Assignment: Return copies of the lines below that mention "LogSink".

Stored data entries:
==*==

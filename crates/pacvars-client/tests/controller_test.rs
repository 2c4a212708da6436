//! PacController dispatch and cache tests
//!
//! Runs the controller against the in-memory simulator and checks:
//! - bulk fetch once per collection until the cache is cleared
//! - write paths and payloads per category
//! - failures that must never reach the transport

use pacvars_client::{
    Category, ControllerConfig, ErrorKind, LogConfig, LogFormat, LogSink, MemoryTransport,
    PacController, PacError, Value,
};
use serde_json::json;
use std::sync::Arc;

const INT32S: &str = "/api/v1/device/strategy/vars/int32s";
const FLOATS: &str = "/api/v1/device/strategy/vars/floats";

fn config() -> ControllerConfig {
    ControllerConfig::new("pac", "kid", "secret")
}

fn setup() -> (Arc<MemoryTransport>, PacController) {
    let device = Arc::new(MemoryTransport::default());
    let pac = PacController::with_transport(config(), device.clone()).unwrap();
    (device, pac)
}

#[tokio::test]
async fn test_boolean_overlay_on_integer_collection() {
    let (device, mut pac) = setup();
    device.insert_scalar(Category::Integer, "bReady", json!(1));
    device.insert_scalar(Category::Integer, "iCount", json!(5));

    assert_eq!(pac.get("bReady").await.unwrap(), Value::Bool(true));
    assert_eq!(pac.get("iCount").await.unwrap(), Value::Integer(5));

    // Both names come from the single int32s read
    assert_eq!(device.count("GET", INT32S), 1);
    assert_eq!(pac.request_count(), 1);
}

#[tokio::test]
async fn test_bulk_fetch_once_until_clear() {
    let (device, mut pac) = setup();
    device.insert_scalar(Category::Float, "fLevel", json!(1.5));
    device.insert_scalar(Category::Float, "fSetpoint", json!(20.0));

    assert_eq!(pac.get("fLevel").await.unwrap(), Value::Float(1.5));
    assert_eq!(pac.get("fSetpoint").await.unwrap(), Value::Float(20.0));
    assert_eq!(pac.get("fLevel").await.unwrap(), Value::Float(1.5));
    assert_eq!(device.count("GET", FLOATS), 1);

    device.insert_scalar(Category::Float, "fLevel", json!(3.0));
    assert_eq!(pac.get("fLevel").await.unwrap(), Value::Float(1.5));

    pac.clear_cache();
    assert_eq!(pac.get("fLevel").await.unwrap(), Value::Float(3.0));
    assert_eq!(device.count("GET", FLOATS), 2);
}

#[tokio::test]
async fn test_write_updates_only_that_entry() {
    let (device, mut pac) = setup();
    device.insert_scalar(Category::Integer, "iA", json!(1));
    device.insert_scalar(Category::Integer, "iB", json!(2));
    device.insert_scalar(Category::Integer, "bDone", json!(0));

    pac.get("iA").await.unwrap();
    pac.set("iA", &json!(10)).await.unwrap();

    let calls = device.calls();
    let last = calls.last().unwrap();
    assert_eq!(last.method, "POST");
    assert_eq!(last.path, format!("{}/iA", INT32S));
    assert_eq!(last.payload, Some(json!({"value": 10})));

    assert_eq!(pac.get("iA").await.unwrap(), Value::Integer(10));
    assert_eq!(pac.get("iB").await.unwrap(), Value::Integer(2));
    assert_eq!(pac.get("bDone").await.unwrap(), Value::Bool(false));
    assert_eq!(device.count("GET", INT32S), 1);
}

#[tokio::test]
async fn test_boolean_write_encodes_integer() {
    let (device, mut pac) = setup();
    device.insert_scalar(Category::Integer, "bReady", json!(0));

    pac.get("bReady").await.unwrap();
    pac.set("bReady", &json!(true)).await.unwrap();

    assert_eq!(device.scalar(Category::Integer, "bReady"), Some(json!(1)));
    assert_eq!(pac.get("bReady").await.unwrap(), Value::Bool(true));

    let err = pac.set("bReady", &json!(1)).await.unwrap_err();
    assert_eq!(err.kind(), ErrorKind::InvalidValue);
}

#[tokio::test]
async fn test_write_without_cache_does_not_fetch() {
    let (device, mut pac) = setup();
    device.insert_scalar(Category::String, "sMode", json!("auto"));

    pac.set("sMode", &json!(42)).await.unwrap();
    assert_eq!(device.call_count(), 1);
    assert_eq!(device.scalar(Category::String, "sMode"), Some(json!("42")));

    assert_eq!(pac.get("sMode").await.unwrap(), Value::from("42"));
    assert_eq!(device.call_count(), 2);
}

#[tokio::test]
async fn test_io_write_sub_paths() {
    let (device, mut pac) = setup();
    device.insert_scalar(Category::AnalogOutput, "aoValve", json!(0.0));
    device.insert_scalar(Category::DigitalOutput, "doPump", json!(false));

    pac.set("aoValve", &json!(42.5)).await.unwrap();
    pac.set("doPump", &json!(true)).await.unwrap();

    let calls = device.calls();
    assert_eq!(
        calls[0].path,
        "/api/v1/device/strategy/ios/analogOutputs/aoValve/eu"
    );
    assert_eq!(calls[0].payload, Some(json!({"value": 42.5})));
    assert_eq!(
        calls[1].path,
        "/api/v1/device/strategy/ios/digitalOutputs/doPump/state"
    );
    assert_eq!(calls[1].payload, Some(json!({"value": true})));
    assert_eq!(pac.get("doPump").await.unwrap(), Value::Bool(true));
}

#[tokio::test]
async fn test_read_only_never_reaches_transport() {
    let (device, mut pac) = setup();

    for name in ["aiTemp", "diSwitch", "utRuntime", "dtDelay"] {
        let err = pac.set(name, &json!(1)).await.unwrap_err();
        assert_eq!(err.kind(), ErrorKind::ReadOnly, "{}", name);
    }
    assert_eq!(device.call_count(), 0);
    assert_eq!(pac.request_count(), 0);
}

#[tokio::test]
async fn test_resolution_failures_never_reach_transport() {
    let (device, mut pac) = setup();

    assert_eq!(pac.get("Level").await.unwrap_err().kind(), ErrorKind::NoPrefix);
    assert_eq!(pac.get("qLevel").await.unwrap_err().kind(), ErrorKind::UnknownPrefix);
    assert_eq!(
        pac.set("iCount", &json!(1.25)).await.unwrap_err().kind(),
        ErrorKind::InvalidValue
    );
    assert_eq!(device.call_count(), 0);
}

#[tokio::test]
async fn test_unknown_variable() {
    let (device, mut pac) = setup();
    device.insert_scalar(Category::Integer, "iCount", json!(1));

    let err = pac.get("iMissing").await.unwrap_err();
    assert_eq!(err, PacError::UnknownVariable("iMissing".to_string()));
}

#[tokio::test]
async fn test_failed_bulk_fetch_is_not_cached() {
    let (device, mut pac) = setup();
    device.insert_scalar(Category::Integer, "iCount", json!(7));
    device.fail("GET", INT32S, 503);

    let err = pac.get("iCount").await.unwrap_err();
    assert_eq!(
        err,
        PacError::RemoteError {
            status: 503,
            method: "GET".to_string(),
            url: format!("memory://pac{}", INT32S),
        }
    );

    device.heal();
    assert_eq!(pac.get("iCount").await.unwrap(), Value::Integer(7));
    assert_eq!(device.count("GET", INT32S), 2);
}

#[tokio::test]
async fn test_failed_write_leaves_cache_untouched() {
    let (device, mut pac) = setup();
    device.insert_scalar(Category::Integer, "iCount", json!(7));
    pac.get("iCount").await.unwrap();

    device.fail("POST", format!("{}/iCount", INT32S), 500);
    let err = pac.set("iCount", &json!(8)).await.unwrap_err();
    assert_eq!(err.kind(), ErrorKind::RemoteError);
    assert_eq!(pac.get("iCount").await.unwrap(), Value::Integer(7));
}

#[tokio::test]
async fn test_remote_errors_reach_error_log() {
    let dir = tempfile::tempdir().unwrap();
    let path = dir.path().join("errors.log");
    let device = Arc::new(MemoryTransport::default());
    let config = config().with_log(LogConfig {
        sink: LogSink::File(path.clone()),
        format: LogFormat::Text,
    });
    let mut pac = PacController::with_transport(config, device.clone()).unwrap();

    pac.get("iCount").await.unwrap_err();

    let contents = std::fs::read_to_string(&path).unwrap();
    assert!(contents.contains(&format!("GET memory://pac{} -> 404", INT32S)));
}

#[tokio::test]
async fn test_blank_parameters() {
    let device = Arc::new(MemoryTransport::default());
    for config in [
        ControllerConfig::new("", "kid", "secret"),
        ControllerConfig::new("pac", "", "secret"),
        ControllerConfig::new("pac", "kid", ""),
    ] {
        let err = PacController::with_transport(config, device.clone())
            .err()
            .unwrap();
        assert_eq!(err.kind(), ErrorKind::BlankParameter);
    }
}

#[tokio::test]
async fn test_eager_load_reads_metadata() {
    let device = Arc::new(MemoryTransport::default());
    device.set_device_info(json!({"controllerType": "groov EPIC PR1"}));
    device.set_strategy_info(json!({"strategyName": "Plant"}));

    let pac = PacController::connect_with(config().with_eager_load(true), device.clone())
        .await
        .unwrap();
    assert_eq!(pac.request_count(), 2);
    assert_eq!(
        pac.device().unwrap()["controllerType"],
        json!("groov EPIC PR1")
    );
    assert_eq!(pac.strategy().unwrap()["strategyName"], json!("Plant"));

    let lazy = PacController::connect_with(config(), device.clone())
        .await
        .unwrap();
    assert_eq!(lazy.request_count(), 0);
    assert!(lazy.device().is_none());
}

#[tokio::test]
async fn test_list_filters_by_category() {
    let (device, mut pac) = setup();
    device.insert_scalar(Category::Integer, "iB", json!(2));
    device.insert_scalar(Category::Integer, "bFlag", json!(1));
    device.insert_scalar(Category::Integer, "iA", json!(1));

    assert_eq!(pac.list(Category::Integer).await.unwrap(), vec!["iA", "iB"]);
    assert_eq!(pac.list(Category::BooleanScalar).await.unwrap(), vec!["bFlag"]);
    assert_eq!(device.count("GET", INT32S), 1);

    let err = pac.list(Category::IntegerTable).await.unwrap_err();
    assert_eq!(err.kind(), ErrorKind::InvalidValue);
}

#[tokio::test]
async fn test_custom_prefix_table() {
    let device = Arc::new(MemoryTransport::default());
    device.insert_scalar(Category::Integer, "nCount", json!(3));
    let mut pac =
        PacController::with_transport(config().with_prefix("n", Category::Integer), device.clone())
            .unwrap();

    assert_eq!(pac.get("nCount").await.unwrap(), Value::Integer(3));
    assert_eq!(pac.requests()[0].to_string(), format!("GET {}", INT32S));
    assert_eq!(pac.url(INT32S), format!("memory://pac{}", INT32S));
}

==*==

Solution:
    Category, ControllerConfig, ErrorKind, LogConfig, LogFormat, LogSink, MemoryTransport,
        sink: LogSink::File(path.clone()),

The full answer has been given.